(Records from a dataset)

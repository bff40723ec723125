pub mod generation;
pub mod vision;

pub use generation::{GenerationClient, GenerationResult};
pub use vision::{AnalysisResult, VisionClient};

use serde_json::Value;

const ERROR_BODY_LIMIT: usize = 2000;

fn truncate_for_log(value: &str, limit: usize) -> String {
    if value.chars().count() <= limit {
        return value.to_string();
    }
    let truncated: String = value.chars().take(limit).collect();
    format!("{truncated}... (truncated)")
}

/// Pulls a human-readable message out of an upstream error body, preferring
/// the conventional `error.message` / `message` JSON fields over raw text.
fn summarize_error_body(body: &str) -> String {
    let trimmed = body.trim();
    if trimmed.is_empty() {
        return "empty response body".to_string();
    }

    if let Ok(value) = serde_json::from_str::<Value>(trimmed) {
        let message = value
            .pointer("/error/message")
            .and_then(|v| v.as_str())
            .or_else(|| value.get("message").and_then(|v| v.as_str()));
        if let Some(message) = message {
            return message.to_string();
        }
        return truncate_for_log(&value.to_string(), ERROR_BODY_LIMIT);
    }

    truncate_for_log(trimmed, ERROR_BODY_LIMIT)
}
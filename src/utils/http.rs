use std::time::Duration;

use once_cell::sync::Lazy;
use reqwest::Client;

const DEFAULT_TIMEOUT_SECS: u64 = 30;

/// One connection-pooled client for all outbound calls. Slow endpoints
/// override the timeout per request.
static HTTP_CLIENT: Lazy<Client> = Lazy::new(|| {
    Client::builder()
        .timeout(Duration::from_secs(DEFAULT_TIMEOUT_SECS))
        .build()
        .expect("Failed to build HTTP client")
});

pub fn get_http_client() -> &'static Client {
    &HTTP_CLIENT
}
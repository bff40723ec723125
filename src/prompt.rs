/// Features every reimagined city is asked to include, in template order.
const FUTURE_FEATURES: [&str; 5] = [
    "taller skyscrapers",
    "advanced architecture",
    "more green spaces",
    "futuristic transportation systems",
    "eco-friendly buildings",
];

/// Builds the generation prompt from the vision service's description and
/// tags. Pure string templating; no escaping or length limits are applied,
/// an over-long prompt is the generation service's problem.
pub fn build_future_city_prompt(description: &str, tags: &[String]) -> String {
    format!(
        "A futuristic version of a city that includes {}. The city has {}. \
         Key features from the original city include: {}.",
        description,
        FUTURE_FEATURES.join(", "),
        tags.join(", ")
    )
}

#[cfg(test)]
mod tests {
    use super::*;

    #[test]
    fn matches_expected_template() {
        let tags = vec!["skyline".to_string(), "bridge".to_string()];
        let prompt = build_future_city_prompt("a busy harbor city", &tags);
        assert_eq!(
            prompt,
            "A futuristic version of a city that includes a busy harbor city. \
             The city has taller skyscrapers, advanced architecture, more green spaces, \
             futuristic transportation systems, eco-friendly buildings. \
             Key features from the original city include: skyline, bridge."
        );
    }

    #[test]
    fn contains_description_and_joined_tags() {
        let tags = vec![
            "water".to_string(),
            "boat".to_string(),
            "harbor".to_string(),
        ];
        let prompt = build_future_city_prompt("an old port town", &tags);
        assert!(prompt.contains("an old port town"));
        assert!(prompt.contains("water, boat, harbor"));
        for feature in FUTURE_FEATURES {
            assert!(prompt.contains(feature));
        }
    }

    #[test]
    fn is_deterministic() {
        let tags = vec!["tower".to_string()];
        assert_eq!(
            build_future_city_prompt("a skyline at dusk", &tags),
            build_future_city_prompt("a skyline at dusk", &tags)
        );
    }

    #[test]
    fn handles_empty_tag_list() {
        let prompt = build_future_city_prompt("a cityscape", &[]);
        assert!(prompt.ends_with("Key features from the original city include: ."));
    }
}
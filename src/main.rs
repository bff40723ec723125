use anyhow::Context;
use axum::extract::DefaultBodyLimit;
use axum::routing::post;
use axum::Router;
use dotenvy::dotenv;
use tower_http::cors::{Any, CorsLayer};
use tower_http::trace::TraceLayer;
use tracing::{error, info};

mod config;
mod error;
mod handlers;
mod prompt;
mod services;
mod state;
mod utils;

use config::Config;
use handlers::generate::generate_handler;
use state::AppState;
use utils::logging::init_logging;

fn build_router(state: AppState) -> Router {
    let max_image_bytes = state.config.max_image_bytes;
    Router::new()
        .route("/generate", post(generate_handler))
        .layer(DefaultBodyLimit::max(max_image_bytes))
        .layer(
            CorsLayer::new()
                .allow_origin(Any)
                .allow_methods(Any)
                .allow_headers(Any),
        )
        .layer(TraceLayer::new_for_http())
        .with_state(state)
}

async fn shutdown_signal() {
    if let Err(err) = tokio::signal::ctrl_c().await {
        error!("Failed to listen for shutdown signal: {err}");
    }
}

#[tokio::main]
async fn main() -> anyhow::Result<()> {
    dotenv().ok();

    let config = Config::load()?;
    let _logging_guards = init_logging(&config.log_level);

    let bind_addr = config.bind_addr.clone();
    let state = AppState::new(config);
    let app = build_router(state);

    let listener = tokio::net::TcpListener::bind(&bind_addr)
        .await
        .with_context(|| format!("Failed to bind {bind_addr}"))?;
    info!("Future city service listening on {bind_addr}");

    axum::serve(listener, app)
        .with_graceful_shutdown(shutdown_signal())
        .await?;

    Ok(())
}
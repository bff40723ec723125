use std::sync::Arc;

use reqwest::header::CONTENT_TYPE;
use serde::Deserialize;
use tracing::debug;

use crate::config::Config;
use crate::error::PipelineError;
use crate::utils::http::get_http_client;

use super::summarize_error_body;

/// Used when the vision service returns no caption at all.
pub const FALLBACK_DESCRIPTION: &str = "a cityscape";

const ANALYZE_PATH: &str = "vision/v3.2/analyze";
const VISUAL_FEATURES: &str = "Tags,Description";

#[derive(Debug, Clone)]
pub struct AnalysisResult {
    pub tags: Vec<String>,
    pub description: String,
}

#[derive(Debug, Deserialize)]
struct AnalyzeResponse {
    #[serde(default)]
    tags: Vec<AnalyzedTag>,
    description: Option<DescriptionBlock>,
}

#[derive(Debug, Deserialize)]
struct AnalyzedTag {
    name: String,
}

#[derive(Debug, Deserialize)]
struct DescriptionBlock {
    #[serde(default)]
    captions: Vec<Caption>,
}

#[derive(Debug, Deserialize)]
struct Caption {
    text: String,
}

#[derive(Debug, Clone)]
pub struct VisionClient {
    config: Arc<Config>,
}

impl VisionClient {
    pub fn new(config: Arc<Config>) -> Self {
        Self { config }
    }

    /// Sends the uploaded bytes to the vision service's analyze endpoint and
    /// extracts tags plus a caption. Tags keep the service's own order with
    /// no deduplication or confidence filtering.
    pub async fn analyze(&self, image: Vec<u8>) -> Result<AnalysisResult, PipelineError> {
        let mime_type = detect_mime_type(&image).unwrap_or_else(|| "unknown".to_string());
        debug!("Analyzing image ({} bytes, {})", image.len(), mime_type);

        let url = format!("{}{}", self.config.vision_endpoint, ANALYZE_PATH);
        let response = get_http_client()
            .post(&url)
            .query(&[("visualFeatures", VISUAL_FEATURES)])
            .header("Ocp-Apim-Subscription-Key", &self.config.vision_key)
            .header(CONTENT_TYPE, "application/octet-stream")
            .body(image)
            .send()
            .await
            .map_err(|err| PipelineError::Transport(format!("Vision request failed: {err}")))?;

        if !response.status().is_success() {
            let status = response.status();
            let body = response.text().await.unwrap_or_default();
            return Err(PipelineError::Transport(format!(
                "Vision request failed with status {}: {}",
                status,
                summarize_error_body(&body)
            )));
        }

        let payload = response.json::<AnalyzeResponse>().await.map_err(|err| {
            PipelineError::UnexpectedFormat(format!("Vision response could not be parsed: {err}"))
        })?;

        Ok(extract_analysis(payload))
    }
}

/// Diagnostic only; uploads are never rejected by content type.
fn detect_mime_type(data: &[u8]) -> Option<String> {
    if data.len() > 12 {
        let ftyp = &data[4..12];
        if ftyp.starts_with(b"ftyp") {
            let brand = &ftyp[4..8];
            if brand == b"heic" || brand == b"heif" || brand == b"hevc" {
                return Some("image/heic".to_string());
            }
        }
    }

    infer::get(data).map(|kind| kind.mime_type().to_string())
}

fn extract_analysis(payload: AnalyzeResponse) -> AnalysisResult {
    let tags = payload.tags.into_iter().map(|tag| tag.name).collect();
    let description = payload
        .description
        .and_then(|block| block.captions.into_iter().next())
        .map(|caption| caption.text)
        .unwrap_or_else(|| FALLBACK_DESCRIPTION.to_string());

    AnalysisResult { tags, description }
}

◆ Goal of the exercise ◆
Among the lines above, find those with the string "static" and copy them.

◆ Your solution ◆
static HTTP_CLIENT: Lazy<Client> = Lazy::new(|| {
pub fn get_http_client() -> &'static Client {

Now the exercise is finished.